The pivot is data-driven. Internal figures show that 57 per cent of global sign-ups between 1 January and 31 December, 2025 identified as single: a notable departure from the platform’s married core. The company argues that its community has already evolved beyond its original positioning.
“In an age where our lives have been constantly put on public display, privacy has become the new luxury,” said Ashley Madison chief strategy officer Paul Keable. He framed the platform’s offering as “ethical discretion” for singles, separated, divorced and non-monogamous users seeking private connections.

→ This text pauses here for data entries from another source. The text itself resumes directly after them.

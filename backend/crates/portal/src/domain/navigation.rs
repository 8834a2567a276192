//! Dashboard navigation table
//!
//! An entry is shown iff the viewer's role is in its allowed set.

use auth::guard::AllowedRoles;
use auth::models::{Role, Route};
use serde::Serialize;

use Role::{Admin, Citizen, Officer};

#[derive(Debug, Clone, Copy)]
pub struct NavItem {
    pub label: &'static str,
    /// `None` links to the viewer's own dashboard
    pub route: Option<Route>,
    pub roles: &'static [Role],
}

impl NavItem {
    pub fn allowed(&self) -> AllowedRoles {
        AllowedRoles::only(self.roles)
    }

    pub fn target(&self, role: Role) -> Route {
        self.route.unwrap_or_else(|| role.dashboard())
    }
}

pub const NAV_ITEMS: [NavItem; 9] = [
    NavItem {
        label: "Dashboard",
        route: None,
        roles: &[Citizen, Officer, Admin],
    },
    NavItem {
        label: "Report Issue",
        route: Some(Route::ReportIssue),
        roles: &[Citizen],
    },
    NavItem {
        label: "My Reports",
        route: Some(Route::MyReports),
        roles: &[Citizen],
    },
    NavItem {
        label: "Assigned Issues",
        route: Some(Route::AssignedIssues),
        roles: &[Officer],
    },
    NavItem {
        label: "Live Map",
        route: Some(Route::LiveMap),
        roles: &[Citizen, Officer, Admin],
    },
    NavItem {
        label: "Analytics",
        route: Some(Route::Analytics),
        roles: &[Officer, Admin],
    },
    NavItem {
        label: "Notifications",
        route: Some(Route::Notifications),
        roles: &[Citizen, Officer, Admin],
    },
    NavItem {
        label: "User Management",
        route: Some(Route::Users),
        roles: &[Admin],
    },
    NavItem {
        label: "Settings",
        route: Some(Route::Settings),
        roles: &[Citizen, Officer, Admin],
    },
];

/// Navigation entry as rendered for one viewer
#[derive(Debug, Clone, PartialEq, Eq, Serialize)]
pub struct NavEntry {
    pub label: &'static str,
    pub path: Route,
    pub active: bool,
}

/// Entries visible to `role`, with the one matching `current` marked active
pub fn navigation_for(role: Role, current: &str) -> Vec<NavEntry> {
    let current = Route::from_path(current);
    NAV_ITEMS
        .iter()
        .filter(|item| item.allowed().contains(role))
        .map(|item| {
            let path = item.target(role);
            NavEntry {
                label: item.label,
                path,
                active: current == Some(path),
            }
        })
        .collect()
}

/// Roles that may open `route`; routes outside the table (and `/profile`)
/// are open to every role
pub fn allowed_roles(route: Route) -> AllowedRoles {
    match route {
        Route::Dashboard => AllowedRoles::only(&[Citizen]),
        Route::MunicipalDashboard => AllowedRoles::only(&[Officer]),
        Route::AdminDashboard => AllowedRoles::only(&[Admin]),
        route => NAV_ITEMS
            .iter()
            .find(|item| item.route == Some(route))
            .map_or_else(AllowedRoles::all, NavItem::allowed),
    }
}
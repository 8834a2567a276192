//! Image classification boundary

use platform::crypto::sha256;

use crate::domain::report::IssueCategory;
use crate::error::PortalResult;

/// Classifies a photo of an issue
#[trait_variant::make(ImageClassifier: Send)]
pub trait LocalImageClassifier {
    async fn classify(&self, image: &[u8]) -> PortalResult<IssueCategory>;
}

/// Category picked from the SHA-256 of the image. The same bytes always
/// yield the same category.
pub fn category_for_digest(image: &[u8]) -> IssueCategory {
    let digest = sha256(image);
    let index = usize::from(digest[0]) % IssueCategory::CLASSIFIABLE.len();
    IssueCategory::CLASSIFIABLE[index]
}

The shift also taps into wider digital fatigue. A global survey conducted by YouGov for Ashley Madison, covering 13,071 adults across Australia, Brazil, Canada, Germany, India, Italy, Mexico, Spain, Switzerland, the UK and the US, found mounting discomfort with hyper-public online lives.
Among dating app users, 30 per cent cited constant swiping and messaging as a source of fatigue, while 24 per cent pointed to pressure to curate public-facing profiles and early personal disclosure. Some 27 per cent said fears of screenshots or information being shared contributed to exhaustion; an equal share cited unwanted attention.
The retreat from oversharing appears broader. According to the survey, 46 per cent of adults actively try to keep most aspects of their life private online. Only 8 per cent feel comfortable sharing most aspects publicly, while 35 per cent say they are becoming more selective about what they disclose.
Ashley Madison is betting that this cultural recalibration towards controlled visibility can be monetised. By doubling down on privacy infrastructure and reframing itself around discretion rather than infidelity, the company is attempting to convert reputational baggage into a premium proposition.